The bodies were frightfully bruised and mutilated, the mother having no less than twenty-three distinct wounds. The wounds by which Gustave died were of the same character as those of his mother, brothers, and sister — the back of his head was crushed in as with a blow from a pickaxe: his throat cut from ear to ear, so as nearly to sever the head from the body: and in the gaping wound — a wound in which one could easily plunge his two clenched fists — still remained the weapon by which it was effected.
This was simply a common table-knife, black-handled, but highly sharpened. The same nervous, half frantic, bestial energy that guided the assassin's hand through the infinity of strokes dealt to the other victims was to be seen here; and there remains little room for question that the same hand was guilty of all the various offences. A few hours after the murder Traupmann is proved to have written a letter to his sister, Françoise, enclosing to her 20fr. Some of the fruits of the “affaire” he had in hand, about which he had frequently written to his parents, informing them that it was to yield him a large amount of money! This he affectionately assured them gave him great pleasure, not so much on his own account, because it would enable him to relieve the wants of his sick mother!
Traupmann heard the account of the finding of the bodies of the mother and the five children read aloud from the newspapers. He also learned thereby that the father and son, both having unaccountably disappeared, were suspected of being the perpetrators of the crime, so that he probably felt himself safe from arrest. But after his capture at Havre, he made a statement to the effect that the elder and the younger Kinck had compelled, or induced, him to assist them; that they were the murderers, and that the day after the murder (Monday, the 20th,) he met the younger Kinck in Paris, who informed him that the murder had been discovered; that their flight was then determined on, and that Kinck entrusted to his charge the valuable documents which were subsequently found secreted on his person. He was kept in utter ignorance of the discovery of the body of Gustave, which was subsequently found near the spot where the others were found. In utter ignorance of the spectacle he was about to witness, Traupmann was brought in to the presence of Gustave Kinck. The sight was too much for him; he covered his eyes, first with his hands, the with his handkerchief, and nearly fainted away.
"Oh, poor fellow!" at last he muttered.
"Come," said the officer, "take away that handkerchief and look at the body. You have no need to pretend to weep over it. Do you recognize that corpse?"
"Yes, I do. It is Gustave."
"And it was you who killed him, was it not?"
"No, no; I did not. His father must have killed him for fear that his youth and his conscience might have led him to talk about the crime that they had committed."

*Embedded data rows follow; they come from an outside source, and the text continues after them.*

/// A directory queued for visiting by [`DiskWalk`].
#[derive(Debug)]
struct DiskDir {
    full: PathBuf,
    display: String,
    announce: bool,
}

/// Lazy pre-order directory walk, one `read_dir` per visited directory.
#[derive(Debug)]
struct DiskWalk {
    paths: PathVector,
    deep: bool,
    show_directories: bool,
    pending: Vec<DiskDir>,
    ready: VecDeque<VfsResult<String>>,
}

impl DiskWalk {
    async fn visit(&mut self, dir: DiskDir) {
        let mut files = Vec::new();
        let mut dirs = Vec::new();

        let mut entries = match fs::read_dir(&dir.full).await {
            Ok(entries) => entries,
            // Vanished or never a directory: nothing to list.
            Err(e) if matches!(e.kind(), io::ErrorKind::NotFound | io::ErrorKind::NotADirectory) => {
                return;
            }
            Err(e) => {
                self.ready.push_back(Err(VfsError::Io(e)));
                return;
            }
        };

        loop {
            match entries.next_entry().await {
                Ok(Some(entry)) => {
                    let name = entry.file_name().to_string_lossy().into_owned();
                    match entry.file_type().await {
                        Ok(kind) if kind.is_dir() => dirs.push(name),
                        Ok(_) => files.push(name),
                        Err(e) => self.ready.push_back(Err(VfsError::Io(e))),
                    }
                }
                Ok(None) => break,
                Err(e) => {
                    self.ready.push_back(Err(VfsError::Io(e)));
                    break;
                }
            }
        }
        files.sort();
        dirs.sort();

        if dir.announce {
            self.ready.push_back(Ok(dir.display.clone()));
        }
        for name in &files {
            self.ready.push_back(Ok(self.paths.join(&dir.display, name)));
        }

        if self.deep {
            for name in dirs.iter().rev() {
                self.pending.push(DiskDir {
                    full: dir.full.join(name),
                    display: self.paths.join(&dir.display, name),
                    announce: self.show_directories,
                });
            }
        } else if self.show_directories {
            for name in &dirs {
                self.ready.push_back(Ok(self.paths.join(&dir.display, name)));
            }
        }
    }
}
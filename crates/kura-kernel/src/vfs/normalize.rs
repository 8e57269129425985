//! Path normalization applied by the [`FileSystem`](super::FileSystem) facade.

use super::path::DEFAULT_SEPARATOR;
use super::{VfsError, VfsResult};

/// Turns caller-supplied paths into the canonical form backends expect.
pub trait PathNormalizer: Send + Sync {
    /// Normalize `path`. The root normalizes to `""`.
    fn normalize_path(&self, path: &str) -> VfsResult<String>;
}

/// Default normalizer.
///
/// Accepts both `/` and `\` as separators, drops empty and `.` segments,
/// resolves `..` and joins what is left with the configured separator.
/// A `..` that would climb above the root fails with
/// [`VfsError::PathEscapesRoot`].
#[derive(Debug, Clone)]
pub struct StandardNormalizer {
    separator: String,
}

impl StandardNormalizer {
    /// Normalizer joining segments with `separator`.
    pub fn new(separator: impl Into<String>) -> Self {
        Self {
            separator: separator.into(),
        }
    }
}

impl Default for StandardNormalizer {
    fn default() -> Self {
        Self::new(DEFAULT_SEPARATOR)
    }
}

impl PathNormalizer for StandardNormalizer {
    fn normalize_path(&self, path: &str) -> VfsResult<String> {
        let mut segments: Vec<&str> = Vec::new();
        for segment in path.trim().split(['/', '\\']) {
            match segment {
                "" | "." => {}
                ".." => {
                    if segments.pop().is_none() {
                        return Err(VfsError::path_escapes_root(path));
                    }
                }
                other => segments.push(other),
            }
        }
        Ok(segments.join(&self.separator))
    }
}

"Well, we'll see about that," replied the officer, "but you know we can't believe your word."
"Oh!" soliloquized Traupmann, "if I could only be in his place!"
"In whose place?"
Traupmann was here wise enough to hold his tongue, and made no answer to this adroitly-put question.
But no answer came.
Then the official tried another tack.
"You have written to your father?"
"Your last letter was on Monday, the 20th?"
"The very day of the murder?"
"And you sent him a lot of money on that day, did you not?"
"But you must answer me!"
"Well, I did. Now do not ask me another question, for I won't say another word," returned Traupmann.

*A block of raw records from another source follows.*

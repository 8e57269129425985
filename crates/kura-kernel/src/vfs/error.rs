//! VFS error types.

use std::io;
use thiserror::Error;

/// VFS error type.
#[derive(Debug, Error)]
pub enum VfsError {
    /// File or directory not found.
    #[error("not found: {0}")]
    NotFound(String),

    /// A source byte stream failed before it was fully buffered.
    #[error("stream failed: {0}")]
    StreamFailure(String),

    /// Invalid path (e.g. empty where a file name is required).
    #[error("invalid path: {0:?}")]
    InvalidPath(String),

    /// Path escapes root (security violation).
    #[error("path escapes root: {0}")]
    PathEscapesRoot(String),

    /// Filesystem is read-only.
    #[error("filesystem is read-only")]
    ReadOnly,

    /// Settings could not be loaded.
    #[error("config error: {0}")]
    Config(String),

    /// I/O error.
    #[error("I/O error: {0}")]
    Io(#[from] io::Error),
}

impl VfsError {
    /// Create a NotFound error.
    pub fn not_found(path: impl Into<String>) -> Self {
        Self::NotFound(path.into())
    }

    /// Create a StreamFailure error.
    pub fn stream_failure(msg: impl Into<String>) -> Self {
        Self::StreamFailure(msg.into())
    }

    /// Create an InvalidPath error.
    pub fn invalid_path(path: impl Into<String>) -> Self {
        Self::InvalidPath(path.into())
    }

    /// Create a PathEscapesRoot error.
    pub fn path_escapes_root(path: impl Into<String>) -> Self {
        Self::PathEscapesRoot(path.into())
    }

    /// Create a Config error.
    pub fn config(msg: impl Into<String>) -> Self {
        Self::Config(msg.into())
    }

    /// Wrap an I/O error, turning `ErrorKind::NotFound` into [`VfsError::NotFound`]
    /// for the given path so both backends report misses the same way.
    pub fn from_io(path: &str, err: io::Error) -> Self {
        if err.kind() == io::ErrorKind::NotFound {
            Self::NotFound(path.to_string())
        } else {
            Self::Io(err)
        }
    }

    /// Returns true for [`VfsError::NotFound`].
    pub fn is_not_found(&self) -> bool {
        matches!(self, VfsError::NotFound(_))
    }
}

/// Convert VfsError to std::io::Error for compatibility.
impl From<VfsError> for io::Error {
    fn from(e: VfsError) -> Self {
        match e {
            VfsError::NotFound(msg) => io::Error::new(io::ErrorKind::NotFound, msg),
            VfsError::StreamFailure(msg) => io::Error::new(io::ErrorKind::UnexpectedEof, msg),
            VfsError::InvalidPath(msg) => io::Error::new(io::ErrorKind::InvalidInput, msg),
            VfsError::PathEscapesRoot(msg) => {
                io::Error::new(io::ErrorKind::PermissionDenied, msg)
            }
            VfsError::ReadOnly => {
                io::Error::new(io::ErrorKind::PermissionDenied, "filesystem is read-only")
            }
            VfsError::Config(msg) => io::Error::new(io::ErrorKind::InvalidData, msg),
            VfsError::Io(e) => e,
        }
    }
}

/// VFS result type.
pub type VfsResult<T> = Result<T, VfsError>;

#[cfg(test)]
mod tests {
    use super::*;

    #[test]
    fn test_from_io_maps_not_found() {
        let err = VfsError::from_io("a/b.txt", io::Error::from(io::ErrorKind::NotFound));
        assert!(err.is_not_found());
        assert_eq!(err.to_string(), "not found: a/b.txt");

        let err = VfsError::from_io("a", io::Error::from(io::ErrorKind::PermissionDenied));
        assert!(matches!(err, VfsError::Io(_)));
    }

    #[test]
    fn test_into_io_error() {
        let io_err: io::Error = VfsError::not_found("x").into();
        assert_eq!(io_err.kind(), io::ErrorKind::NotFound);

        let io_err: io::Error = VfsError::ReadOnly.into();
        assert_eq!(io_err.kind(), io::ErrorKind::PermissionDenied);
    }
}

The object of the murderer is evident enough. He intended to possess himself of the whole of Kinck's property; probably to report that Kinck and his family had gone to America; to go there himself and return in a few years with all the family papers which he had secured, and then claim the estate. The conception was utterly horrible in its means, while the end was comparatively insignificant at best, and beset with so many chances of miscarriage, that one is astounded that any human being would be capable of entertaining it. Without a thought as to the lives he was about to sacrifice, except as to how he could best destroy them, this young man cherishes his plot of wholesale murder for months; tracks and kills the elder Kinck, tries to secure the money remitted by his wife, and finally decoys the whole family into the meshes he had laid for them, and murders them one after another, doing the bloody work with horrible and even needless barbarity. And he rejoices that his success in this "thriving affair" is to enable him to assist his parents!

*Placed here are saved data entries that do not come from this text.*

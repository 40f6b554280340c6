mod cli;
mod server;

use std::sync::Arc;
use std::time::Duration;

use clap::Parser;
use eyre::{eyre, WrapErr};

use shroud_core::cache::PayloadCache;
use shroud_core::ptm::{HttpManager, ManagerHandle, PrivateTransactionManager};
use shroud_core::PrivacyResolver;

#[tokio::main]
async fn main() -> eyre::Result<()> {
    let args = cli::Cli::parse();

    tracing_subscriber::fmt()
        .with_env_filter(
            tracing_subscriber::EnvFilter::try_from_default_env()
                .unwrap_or_else(|_| tracing_subscriber::EnvFilter::new("info")),
        )
        .with_file(true)
        .with_line_number(true)
        .with_level(true)
        .init();

    // Generate a random API token for this server session.
    let api_token = {
        use rand::Rng;
        let bytes: [u8; 16] = rand::thread_rng().r#gen();
        hex::encode(bytes)
    };

    // Without a manager URL the node serves every transaction as public.
    let handle = match &args.ptm_url {
        Some(url) => {
            let manager = HttpManager::connect(
                url,
                Duration::from_secs(args.ptm_timeout_secs),
                args.ptm_requests_per_second,
            )
            .await
            .map_err(|err| {
                eyre!(format_ptm_connect_error(url, &error_chain(&err)))
                    .wrap_err("while attempting to connect to the private transaction manager")
            })?;
            ManagerHandle::new(manager)
        }
        None => {
            tracing::info!(
                "no private transaction manager configured; private payloads will not be resolved"
            );
            ManagerHandle::not_configured()
        }
    };

    {
        let manager = handle.current();
        tracing::info!(
            backend = manager.name(),
            features = ?manager.features(),
            "private transaction manager ready"
        );
    }

    let mut resolver = PrivacyResolver::new(handle);
    if args.payload_cache_cap > 0 {
        resolver = resolver.with_cache(Arc::new(PayloadCache::with_capacity(
            args.payload_cache_cap,
        )));
    }
    if let Some(ms) = args.lookup_timeout_ms {
        resolver = resolver.with_lookup_timeout(Duration::from_millis(ms));
    }

    let state = server::AppState {
        resolver,
        api_token: api_token.clone(),
        resolve_concurrency: args.resolve_concurrency.max(1),
    };

    let bind_addr = format!("{}:{}", args.bind, args.port);
    let origin = format!("http://{}:{}", args.bind, args.port);
    let router = server::build_router(state, &origin).context("build HTTP router")?;

    if args.bind == "0.0.0.0" {
        tracing::warn!("server is bound to 0.0.0.0; it is accessible from the network");
    }

    println!();
    println!("  Shroud is running:");
    println!("    URL:       http://{bind_addr}");
    println!("    API token: {api_token}");
    println!();

    let listener = tokio::net::TcpListener::bind(&bind_addr)
        .await
        .context("bind TCP listener")?;

    tracing::info!("listening on {bind_addr}");
    axum::serve(listener, router)
        .await
        .context("run HTTP server")?;

    Ok(())
}

/// Render `err` with every message down its `source()` chain, so causes
/// buried below the top-level message (DNS, TLS) can be matched on.
fn error_chain(err: &dyn std::error::Error) -> String {
    let mut rendered = err.to_string();
    let mut source = err.source();
    while let Some(cause) = source {
        let message = cause.to_string();
        if !rendered.contains(&message) {
            rendered.push_str(": ");
            rendered.push_str(&message);
        }
        source = cause.source();
    }
    rendered
}

fn format_ptm_connect_error(url: &str, source_error: &str) -> String {
    let mut lines = vec![
        format!("could not connect to private transaction manager `{url}`"),
        format!("error: {source_error}"),
    ];

    if source_error.contains("dns error") {
        lines.push(
            "hint: hostname resolution failed; verify the manager hostname and your DNS/network"
                .into(),
        );
    } else if source_error.contains("certificate") || source_error.contains("tls") {
        lines.push(
            "hint: TLS handshake failed; verify certificate trust and that the manager serves HTTPS"
                .into(),
        );
    } else if source_error.contains("upcheck endpoint not found") {
        lines.push(
            "hint: the URL must point at the manager's third-party API, not its peer-to-peer API"
                .into(),
        );
    } else if source_error.contains("error sending request for url") {
        lines.push("hint: request could not be sent; verify the URL, the manager process, and network access".into());
    }

    lines.join("\n")
}
use std::collections::HashMap;
use std::sync::atomic::{AtomicUsize, Ordering};
use std::time::Duration;

use async_trait::async_trait;

use crate::error::{CoreError, TransportError};
use crate::types::{EncryptedPayloadReference, ExtraMetadata, FeatureSet, PrivacyFlag};

use super::{PrivateTransactionManager, Received};

/// Canned outcome for one reference.
#[derive(Debug, Clone)]
pub enum MockOutcome {
    Payload(Received),
    Empty,
    NotFound,
    Transport(String),
    UnknownPrivacyFlag(u64),
}

/// A mock private transaction manager for testing. Returns canned outcomes
/// from a `HashMap` populated via the builder pattern and counts calls.
/// Unknown references answer `PayloadNotFound`.
pub struct MockManager {
    outcomes: HashMap<EncryptedPayloadReference, MockOutcome>,
    features: FeatureSet,
    delay: Option<Duration>,
    calls: AtomicUsize,
}

impl MockManager {
    pub fn builder() -> MockManagerBuilder {
        MockManagerBuilder {
            outcomes: HashMap::new(),
            features: FeatureSet::empty(),
            delay: None,
        }
    }

    /// Number of backend lookups served so far.
    pub fn calls(&self) -> usize {
        self.calls.load(Ordering::SeqCst)
    }
}

pub struct MockManagerBuilder {
    outcomes: HashMap<EncryptedPayloadReference, MockOutcome>,
    features: FeatureSet,
    delay: Option<Duration>,
}

impl MockManagerBuilder {
    /// Serve `payload` for `reference`, sent by `parties[0]`.
    pub fn with_payload(self, reference: EncryptedPayloadReference, payload: &[u8]) -> Self {
        self.with_received(
            reference,
            Received {
                sender: "sender".into(),
                payload: payload.to_vec(),
                metadata: Some(
                    ExtraMetadata::new(PrivacyFlag::StandardPrivate)
                        .with_managed_parties(["sender".to_string()]),
                ),
            },
        )
    }

    pub fn with_received(self, reference: EncryptedPayloadReference, received: Received) -> Self {
        self.with_outcome(reference, MockOutcome::Payload(received))
    }

    pub fn with_outcome(mut self, reference: EncryptedPayloadReference, outcome: MockOutcome) -> Self {
        self.outcomes.insert(reference, outcome);
        self
    }

    pub fn with_features(mut self, features: FeatureSet) -> Self {
        self.features = features;
        self
    }

    /// Sleep before answering every lookup.
    pub fn with_delay(mut self, delay: Duration) -> Self {
        self.delay = Some(delay);
        self
    }

    pub fn build(self) -> MockManager {
        MockManager {
            outcomes: self.outcomes,
            features: self.features,
            delay: self.delay,
            calls: AtomicUsize::new(0),
        }
    }
}

#[async_trait]
impl PrivateTransactionManager for MockManager {
    fn name(&self) -> &'static str {
        "mock"
    }

    fn features(&self) -> &FeatureSet {
        &self.features
    }

    async fn receive(&self, reference: &EncryptedPayloadReference) -> Result<Received, CoreError> {
        self.calls.fetch_add(1, Ordering::SeqCst);
        if let Some(delay) = self.delay {
            tokio::time::sleep(delay).await;
        }

        match self.outcomes.get(reference) {
            Some(MockOutcome::Payload(received)) => Ok(received.clone()),
            Some(MockOutcome::Empty) => Ok(Received::default()),
            Some(MockOutcome::Transport(message)) => {
                Err(TransportError::InvalidResponse(message.clone()).into())
            }
            Some(MockOutcome::UnknownPrivacyFlag(flag)) => Err(CoreError::UnknownPrivacyFlag(*flag)),
            Some(MockOutcome::NotFound) | None => Err(CoreError::PayloadNotFound(*reference)),
        }
    }
}

#[cfg(test)]
mod tests {
    use super::*;
    use crate::types::Feature;

    #[tokio::test]
    async fn serves_canned_outcomes_and_counts_calls() {
        let known = EncryptedPayloadReference::from_bytes_padded(b"known");
        let unknown = EncryptedPayloadReference::from_bytes_padded(b"unknown");
        let mock = MockManager::builder()
            .with_payload(known, b"hello")
            .with_features([Feature::PrivacyEnhancements].into_iter().collect())
            .build();

        assert!(mock.has_feature(Feature::PrivacyEnhancements));
        assert_eq!(mock.receive(&known).await.expect("known").payload, b"hello");

        let raw = mock.receive_raw(&known).await.expect("raw built on receive");
        assert_eq!(raw.sender.as_deref(), Some("sender"));

        assert!(matches!(
            mock.receive(&unknown).await,
            Err(CoreError::PayloadNotFound(r)) if r == unknown
        ));
        assert_eq!(mock.calls(), 3);
    }
}
//! Shared test helpers for `shroud-core` unit tests.

use crate::types::{EncryptedPayloadReference, Transaction};

/// Deterministic reference derived from a short key, padded to width.
pub fn reference(key: &[u8]) -> EncryptedPayloadReference {
    EncryptedPayloadReference::from_bytes_padded(key)
}

/// A private transaction whose input is the padded reference for `key`.
pub fn private_tx(key: &[u8]) -> (Transaction, EncryptedPayloadReference) {
    let reference = reference(key);
    (Transaction::new(reference.as_bytes().to_vec()), reference)
}

/// A public transaction carrying `input` verbatim.
pub fn public_tx(input: &[u8]) -> Transaction {
    let tx = Transaction::new(input.to_vec());
    assert!(!tx.is_private(), "public fixture must not have reference width");
    tx
}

There are so many ways of illegally acquiring money now a days, of easier attainment than wholesale murder and forgery, that one is astonished that Traupmann did not try forgery without murder, or burglary, or even less desperate, though sometimes equally effective, modes of acquiring other people's property. Why he did not do so, the newspapers allege, may be found in the fact that he had read the Mystères de Paris and the Juif Errant, and had been particularly struck with the character of the Abbé Rodin, in the latter novel, a Jesuit who, among other exploits, had made his way to the inheritance of the Rennepont family by compassing the death of its numerous members. It very evidently struck young Traupmann that he could emulate the achievements of his model by exterminating the whole Kinck family, and coming in for their little fortune.
Traupmann now lies in jail at Paris, and every effort is being made to sift the whole case to the bottom,— the general belief, founded on some of the facts above stated, being that he must have had accomplices.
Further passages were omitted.